Recently I was speaking at an event where I attended the entire four-day conference, speaking on the final day. I didn’t know a lot of people, and since I hadn’t spoken yet, they didn’t know me either. I found myself in an unusual position, feeling quite shy about networking. As I looked around the room, it appeared as if everyone knew everyone else and no one knew me. Social anxiety overtook me. I am rarely shy and have no hesitation in speaking with strangers (pretty much anywhere). This was unusual for me and I didn’t like it.

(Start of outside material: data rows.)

// crates/si_foundation/src/time.rs

//! 时间工具
//!
//! - [`Timestamp`]: 观测时刻（UTC）
//! - [`TimeRange`]: 半开时间区间 `[start, end)`
//! - [`parse_duration`]: 解析 `"6h"`、`"30m"`、`"2d"` 形式的时长

use chrono::{DateTime, Duration, Utc};
use serde::{Deserialize, Serialize};

use crate::error::{SiError, SiResult};

/// 观测时刻
pub type Timestamp = DateTime<Utc>;

/// 半开时间区间 `[start, end)`
#[derive(Debug, Clone, Copy, PartialEq, Eq, Serialize, Deserialize)]
pub struct TimeRange {
    /// 起始时刻（包含）
    pub start: Timestamp,
    /// 结束时刻（不包含）
    pub end: Timestamp,
}

impl TimeRange {
    /// 创建区间，要求 `start < end`
    pub fn new(start: Timestamp, end: Timestamp) -> SiResult<Self> {
        if start >= end {
            return Err(SiError::invalid_input(format!(
                "time range start {} must precede end {}",
                start, end
            )));
        }
        Ok(Self { start, end })
    }

    /// 是否包含时刻 t
    #[inline]
    pub fn contains(&self, t: Timestamp) -> bool {
        t >= self.start && t < self.end
    }

    /// 区间时长
    pub fn duration(&self) -> Duration {
        self.end - self.start
    }
}

/// 解析时长字符串
///
/// 支持的后缀：`s`（秒）、`m`/`min`（分）、`h`（时）、`d`（天）、`w`（周）。
/// 不带后缀的整数按秒解释，`"0"` 表示零时长。
pub fn parse_duration(input: &str) -> SiResult<Duration> {
    let s = input.trim();
    if s.is_empty() {
        return Err(SiError::parse(input, "empty duration"));
    }

    let split = s
        .find(|c: char| !c.is_ascii_digit())
        .unwrap_or(s.len());
    let (number, unit) = s.split_at(split);
    if number.is_empty() {
        return Err(SiError::parse(input, "missing numeric value"));
    }
    let value: i64 = number
        .parse()
        .map_err(|e: std::num::ParseIntError| SiError::parse(input, e.to_string()))?;

    let duration = match unit.trim().to_ascii_lowercase().as_str() {
        "" | "s" | "sec" => Duration::try_seconds(value),
        "m" | "min" => Duration::try_minutes(value),
        "h" | "hr" => Duration::try_hours(value),
        "d" | "day" | "days" => Duration::try_days(value),
        "w" => Duration::try_weeks(value),
        other => {
            return Err(SiError::parse(
                input,
                format!("unknown duration unit '{}'", other),
            ))
        }
    };
    duration.ok_or_else(|| SiError::parse(input, "duration out of range"))
}
// crates/si_interp/src/builder.rs

//! 由配置构建插值器
//!
//! 配置形如：
//!
//! ```json
//! { "kind": "idw", "dimensions": ["lon", "lat"], "latlon": true, "power": 2.0 }
//! ```

use serde::{Deserialize, Serialize};

use crate::distance::DistanceMetric;
use crate::error::{InterpError, InterpResult};
use crate::idw::{IdwConfig, IdwInterpolator};
use crate::kriging::{KrigingInterpolator, VariogramModel};
use crate::mean::MeanInterpolator;
use crate::traits::Interpolator;

/// 插值方法及其参数
#[derive(Debug, Clone, PartialEq, Serialize, Deserialize)]
#[serde(tag = "kind", rename_all = "snake_case")]
pub enum InterpolationMethod {
    /// 均值基线
    Mean,
    /// 反距离加权
    Idw(IdwConfig),
    /// 普通克里金
    Kriging {
        /// 变异函数
        #[serde(default)]
        variogram: VariogramModel,
    },
}

/// 插值器描述
#[derive(Debug, Clone, PartialEq, Serialize, Deserialize)]
pub struct InterpolatorSpec {
    /// 维度列（可包含 `time_step`）
    pub dimensions: Vec<String>,
    /// 前两维是否为经纬度
    #[serde(default)]
    pub latlon: bool,
    /// 方法
    #[serde(flatten)]
    pub method: InterpolationMethod,
}

impl InterpolatorSpec {
    /// 校验描述
    pub fn validate(&self) -> InterpResult<()> {
        if self.dimensions.is_empty() {
            return Err(InterpError::invalid_parameter("dimensions", "at least one dimension is required"));
        }
        if self.latlon && self.dimensions.len() < 2 {
            return Err(InterpError::invalid_parameter(
                "latlon",
                "requires the first two dimensions to be longitude and latitude",
            ));
        }
        match &self.method {
            InterpolationMethod::Mean => Ok(()),
            InterpolationMethod::Idw(cfg) => cfg.validate(),
            InterpolationMethod::Kriging { variogram } => variogram.validate(),
        }
    }
}

/// 构建插值器
pub fn build_interpolator(spec: &InterpolatorSpec) -> InterpResult<Box<dyn Interpolator>> {
    spec.validate()?;
    let dims = spec.dimensions.clone();
    let metric = DistanceMetric::from_latlon(spec.latlon);
    let interp: Box<dyn Interpolator> = match &spec.method {
        InterpolationMethod::Mean => Box::new(MeanInterpolator::new(dims)),
        InterpolationMethod::Idw(cfg) => Box::new(IdwInterpolator::new(dims, metric, cfg.clone())),
        InterpolationMethod::Kriging { variogram } => {
            Box::new(KrigingInterpolator::new(dims, metric, *variogram))
        }
    };
    Ok(interp)
}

It finally occurred to me that there were probably many people at that convention of 1,200 people who were shy, and that many of them probably didn’t know how to assert themselves in this situation.
 

Here are my tips for overcoming shyness for when you are at EFAM this year:

  • Act as if it is your party or gathering. Walk up to others and say “hello.” Don’t wait for them to approach to you (they might be shy as well).
  • Make and hold eye contact with the person you are about to say “hello” to.
  • Smile (seriously, some people forget the basics when they’re nervous).
  • Approach groups of three or more. Unless you know one of them, stay away from groups of two. Sometimes it can be challenging to break into a conversation between two people, especially if they’re well acquainted with one another already.
  • Stop moving if you wish to engage in conversation. If you say “hello” while on the move, your body language is telling the other person you don’t want to chat.
  • Don’t keep looking over the shoulder of the person you are speaking to, or at the door, to see who else is coming into the room. Keep focus on the person you are speaking to (or you risk being considered rude or disinterested).
  • Be sure that it is appropriate to start a conversation, though. If you said “hello” to a person in a group and there was a conversation already going on, you have to be sure you aren’t interrupting it. If the other person says “hello” but breaks eye contact to move back to their group and resume their conversation, move onto another group–this one is busy right now.
  • Take a moment and introduce yourself, and likely everyone else will follow suit. Say your first name clearly (slow down), put a smile on your face, and make it look like you are a friendly person!  “Hi, my name is Rhonda. Your name is?”  “Hi, my name is Rhonda, and this is my first EFAM. Have you been here before?” “Hi, my name is Rhonda and I’m not sure what session to go to next. Which one are you going to?”
     

This seems simple, but it takes confidence (real or pretend) to get the ball rolling. After the introductions you can talk about where they work, the relationship that brought them there, the weather—whatever seems appropriate. If this makes you nervous, think about these topics before you leave home and prepare some conversation pieces.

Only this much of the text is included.